Why do we need to sign a treaty to "learn from the best practices of disability rights"?
Most of those countries, who have signed, learned very little from the best practices of disabilities rights (besides how to use the power of "in the best interest" to harm people).
I believe that we are better than that as a nation and we are capable of learning without legally binding ourselves to international law and other countries which blatantly ignore human rights. And how is it that our sovereignty will continue to be safe if we are promising to uphold international standards and will become subject to international law?
We are not safe from losing our parental rights in our own country. In search of cases in our own country where parental rights are being eroded, I discovered out that a babysitter in Chicago obtained custody of a child, because of her relationship with that child.
Even though the mother eventually won her child back in court, this should never have happened if parental rights were secure in America.
In Washington State, the parents of Sheila Marie Sumney restricted their daughter for her drug use and dangerous sexual activities. The judge found that the parents acted reasonably. However, the judge still gave CPS the right to take Sheila away from her family.
In Maryland, children were herded into a courthouse by armed guards and attack dogs to forcefully vaccinate them. The parents were also threatened with jail time if they didn't comply.
In Michigan, Maryanne Godboldo actually had a SWAT team come and take her child, because she refused to give her daughter anymore anti psychotic medication that she believed was making her daughter's condition worse. Maryanne was trying to protect her daughter, but was railroaded by government officials.
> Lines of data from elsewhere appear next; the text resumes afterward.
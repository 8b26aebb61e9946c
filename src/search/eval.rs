//! Static evaluation: material plus piece-square tables.

use crate::board::{Board, Color, Piece, Square};

/// Material values in centipawns, indexed by `Piece::index()`
pub(crate) const PIECE_VALUES: [i32; 6] = [100, 320, 330, 500, 900, 0];

// Tables are laid out from White's point of view, rank 8 first.
#[rustfmt::skip]
const PAWN_PST: [i32; 64] = [
     0,  0,  0,  0,  0,  0,  0,  0,
    50, 50, 50, 50, 50, 50, 50, 50,
    10, 10, 20, 30, 30, 20, 10, 10,
     5,  5, 10, 25, 25, 10,  5,  5,
     0,  0,  0, 20, 20,  0,  0,  0,
     5, -5,-10,  0,  0,-10, -5,  5,
     5, 10, 10,-20,-20, 10, 10,  5,
     0,  0,  0,  0,  0,  0,  0,  0,
];

#[rustfmt::skip]
const KNIGHT_PST: [i32; 64] = [
    -50,-40,-30,-30,-30,-30,-40,-50,
    -40,-20,  0,  0,  0,  0,-20,-40,
    -30,  0, 10, 15, 15, 10,  0,-30,
    -30,  5, 15, 20, 20, 15,  5,-30,
    -30,  0, 15, 20, 20, 15,  0,-30,
    -30,  5, 10, 15, 15, 10,  5,-30,
    -40,-20,  0,  5,  5,  0,-20,-40,
    -50,-40,-30,-30,-30,-30,-40,-50,
];

#[rustfmt::skip]
const BISHOP_PST: [i32; 64] = [
    -20,-10,-10,-10,-10,-10,-10,-20,
    -10,  0,  0,  0,  0,  0,  0,-10,
    -10,  0,  5, 10, 10,  5,  0,-10,
    -10,  5,  5, 10, 10,  5,  5,-10,
    -10,  0, 10, 10, 10, 10,  0,-10,
    -10, 10, 10, 10, 10, 10, 10,-10,
    -10,  5,  0,  0,  0,  0,  5,-10,
    -20,-10,-10,-10,-10,-10,-10,-20,
];

#[rustfmt::skip]
const ROOK_PST: [i32; 64] = [
     0,  0,  0,  0,  0,  0,  0,  0,
     5, 10, 10, 10, 10, 10, 10,  5,
    -5,  0,  0,  0,  0,  0,  0, -5,
    -5,  0,  0,  0,  0,  0,  0, -5,
    -5,  0,  0,  0,  0,  0,  0, -5,
    -5,  0,  0,  0,  0,  0,  0, -5,
    -5,  0,  0,  0,  0,  0,  0, -5,
     0,  0,  0,  5,  5,  0,  0,  0,
];

#[rustfmt::skip]
const KING_PST: [i32; 64] = [
    -30,-40,-40,-50,-50,-40,-40,-30,
    -30,-40,-40,-50,-50,-40,-40,-30,
    -30,-40,-40,-50,-50,-40,-40,-30,
    -30,-40,-40,-50,-50,-40,-40,-30,
    -20,-30,-30,-40,-40,-30,-30,-20,
    -10,-20,-20,-20,-20,-20,-20,-10,
     20, 20,  0,  0,  0,  0, 20, 20,
     20, 30, 10,  0,  0, 10, 30, 20,
];

fn pst_value(color: Color, piece: Piece, sq: Square) -> i32 {
    let rank = match color {
        Color::White => 7 - sq.rank(),
        Color::Black => sq.rank(),
    };
    let idx = usize::from(rank) * 8 + usize::from(sq.file());
    match piece {
        Piece::Pawn => PAWN_PST[idx],
        Piece::Knight => KNIGHT_PST[idx],
        Piece::Bishop => BISHOP_PST[idx],
        Piece::Rook => ROOK_PST[idx],
        Piece::Queen => 0,
        Piece::King => KING_PST[idx],
    }
}

/// Score of `board` in centipawns from the side to move's point of view.
#[must_use]
pub fn evaluate(board: &Board) -> i32 {
    let mut score = 0;
    for sq in Square::all() {
        if let Some((color, piece)) = board.piece_at(sq) {
            let value = PIECE_VALUES[piece.index()] + pst_value(color, piece, sq);
            match color {
                Color::White => score += value,
                Color::Black => score -= value,
            }
        }
    }
    match board.side_to_move() {
        Color::White => score,
        Color::Black => -score,
    }
}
These are just a few of the many examples out there of the destruction of parental rights in which our own government interfered by claiming what they were doing was in the 'best interest' of the people involved. What we need to do is empower those with disabilities and their families to take charge of their care and not give our freedoms away to bureaucrats.
In closing, the CRPD does not help or protect the majority of people with disabilities, but it does give exclusive power to the government to determine what is in a person's 'best interests.'
It is nothing more than a power grab, exploiting those with disabilities in our country. It is the antithesis of freedom and this needs to be stopped. When asking the majority of those with disabilities or those who are aging and are in need of someone to make decisions about their care, which do you believe most people would want directing their care: the government or a loved one?